Canada's visa crackdown forces closure of its first public college

Feb 25, 2026 - 07:35
 0  18
Canada's visa crackdown forces closure of its first public college

THE Manitoba Institute of Trades and Technology (MITT) has become the first public college in Canada to close due to the federal government's crackdown on international student visas.

Trixie Ho, a Vietnamese graduate who studied hairstyling at MITT, said friends back home who had hoped to attend now "have no chance." She went to campus to pick up her diploma the day of the announcement and found the school closed.

"There are some students who really want to go to MITT," Ho told CBC News.

MITT has become the first public college in Canada to be completely shut down in the wake of the federal government's aggressive crackdown on international student visas, a policy shift that has slashed the number of foreign students in the country by more than 270,000 in just two years.

The closure was announced on Jan. 28 by Neil Cooke, MITT's President and CEO, who said international student enrollment had plummeted by more than 55%, making the school's financial model "unsustainable."

Provincial figures tell the story starkly: MITT's revenue from international students crashed from CA$23.2 million (US$16.9 million) in 2024-25 to just CA$9.5 million this year, a drop of nearly 60%, according to CBC News.

"These changes have created uncertainty for students and post-secondary institutions across Canada and sent a message abroad that international students aren't valued here," read the school's statement.

The school will wind down operations over the next year. Current students will be able to complete their programs, with some courses transferring to Red River College Polytechnic (RRC Polytech). But the details remain unclear, leaving thousands of students in limbo.

In its most recent year, MITT had 4,663 students. More than four in ten, 1,988, were international. The school offered programs in early childhood education, welding, carpentry, cybersecurity and English language training, as well as courses for high school students in grades 11 and 12, according to MITT’s 2024-25 annual report.

Higher education consultant Ken Steele, president of Eduvation Inc. and one of Canada's leading trackers of the crisis, was not surprised.

"MITT is the first time we've seen a public college in Canada completely closed down by its provincial government, but I suspect it won't be the last," he told The PIE News.

Steele's data paints a devastating picture across the sector: Canadian colleges and universities have collectively lost approximately CA$5.7 billion in revenue since the policy changes began, and more than 17,000 jobs have been cut.

The damage is not limited to small colleges. Memorial University of Newfoundland, the province's only university, has voted to sell its campus in Harlow, England, along with several other properties, as it struggles with a deficit of around CA$25 million, according to University Affairs. The university saw international enrollment fall 23.5% year-over-year in fall 2025, compounding pressures from declining domestic enrollment, rising costs, and aging infrastructure.

In Ontario, the country's most populous province, more than 8,000 post-secondary jobs have already been lost, over 600 programs suspended, and at least two campuses closed. Conestoga College in Kitchener alone has slashed more than 2,500 positions, according to The Globe and Mail.

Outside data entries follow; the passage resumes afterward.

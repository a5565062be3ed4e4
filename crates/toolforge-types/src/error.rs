//! Error types for composition, runtime, and generation-session operations.
//!
//! Decode failures are deliberately absent: the streaming decoder skips
//! malformed lines instead of raising, so the builder can apply its own
//! tolerance policy per event type. The enums here are the explicit,
//! returned-value failures.

use thiserror::Error;

/// Errors from structural mutation of a composition.
///
/// Rejected outright on the direct-edit path; tolerated and recorded as
/// warnings on the generation-driven path.
#[derive(Debug, Clone, PartialEq, Eq, Error)]
pub enum CompositionError {
    #[error("unknown element type '{0}'")]
    UnknownElement(String),

    #[error("instance id '{0}' already present")]
    DuplicateInstance(String),

    #[error("no instance with id '{0}'")]
    UnknownInstance(String),

    #[error("output '{output}' not declared on element type '{element_id}'")]
    UndeclaredOutput { element_id: String, output: String },

    #[error("input '{input}' not declared on element type '{element_id}'")]
    UndeclaredInput { element_id: String, input: String },

    #[error("composition is finalized; structural mutation refused")]
    Finalized,
}

/// Errors from runtime action dispatch and propagation.
#[derive(Debug, Clone, PartialEq, Eq, Error)]
pub enum RuntimeError {
    #[error("no instance with id '{0}'")]
    UnknownInstance(String),

    #[error("unknown element type '{0}'")]
    UnknownElement(String),

    #[error("action '{action}' not declared on element type '{element_id}'")]
    UnsupportedAction { element_id: String, action: String },

    #[error("composition is not finalized")]
    NotFinalized,

    #[error("invalid action payload: {0}")]
    InvalidPayload(String),
}

/// Terminal outcomes of a generation session.
#[derive(Debug, Clone, PartialEq, Eq, Error)]
pub enum SessionError {
    /// The service emitted an `error` record.
    #[error("generation failed: {0}")]
    Protocol(String),

    /// No data arrived within the configured stall interval.
    #[error("generation stalled: no data received")]
    Stalled,

    /// The external cancellation signal fired.
    #[error("generation cancelled")]
    Cancelled,

    /// The stream ended with neither `complete` nor `error` observed.
    #[error("generation ended unexpectedly")]
    UnexpectedEnd,

    /// A finalized result arrived from a superseded session.
    #[error("generation session superseded")]
    Superseded,

    /// Transport-level failure reading the stream.
    #[error("stream transport error: {0}")]
    Transport(String),
}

Steele argues that merging smaller institutions is a logical path forward. "Merging smaller institutions makes a lot of sense, as has been suggested by numerous government reviews over the last decade or two," he said.

The crisis traces back to January 2024, when the federal government, then under Prime Minister Justin Trudeau, imposed a hard cap on international student study permits for the first time. The stated goals: curb fraud by private colleges exploiting foreign students as cash cows, and relieve pressure on housing and public services strained by a rapid post-pandemic immigration boom.

But the measures went far beyond what many institutions expected. In rapid succession, Ottawa doubled financial requirements for student applicants, tightened eligibility for post-graduation work permits, and sharply increased visa rejection rates, particularly for applicants from India, Canada's largest source country.

The result was a freefall. The number of international students in Canada dropped from over one million at the start of 2024 to roughly 700,000 by November 2025, according to Immigration Minister Lena Metlege Diab, a decline of about 273,000 students, or 27%, ICEF Monitor reported.

Under Prime Minister Mark Carney's government, the squeeze has only tightened. The 2025 federal budget cut the cap for new student permits nearly in half, to 155,000 for 2026, down from a target of about 306,000.

Canada, once ranked the world's number-one destination for international students, has fallen to number four in recent surveys, according to Canada.ca.

Speaking at a Halifax Chamber of Commerce luncheon on Jan. 30, Minister Diab acknowledged the financial toll on institutions but offered little relief, directing struggling colleges and universities to seek help from their provincial governments instead.

She defended the crackdown, saying some international students had not been attending classes at all and were merely using study permits as an immigration pathway.

"There was quite a bit of fraud happening from international recruiters and bringing too many people here," Diab said, The Canadian Press reported.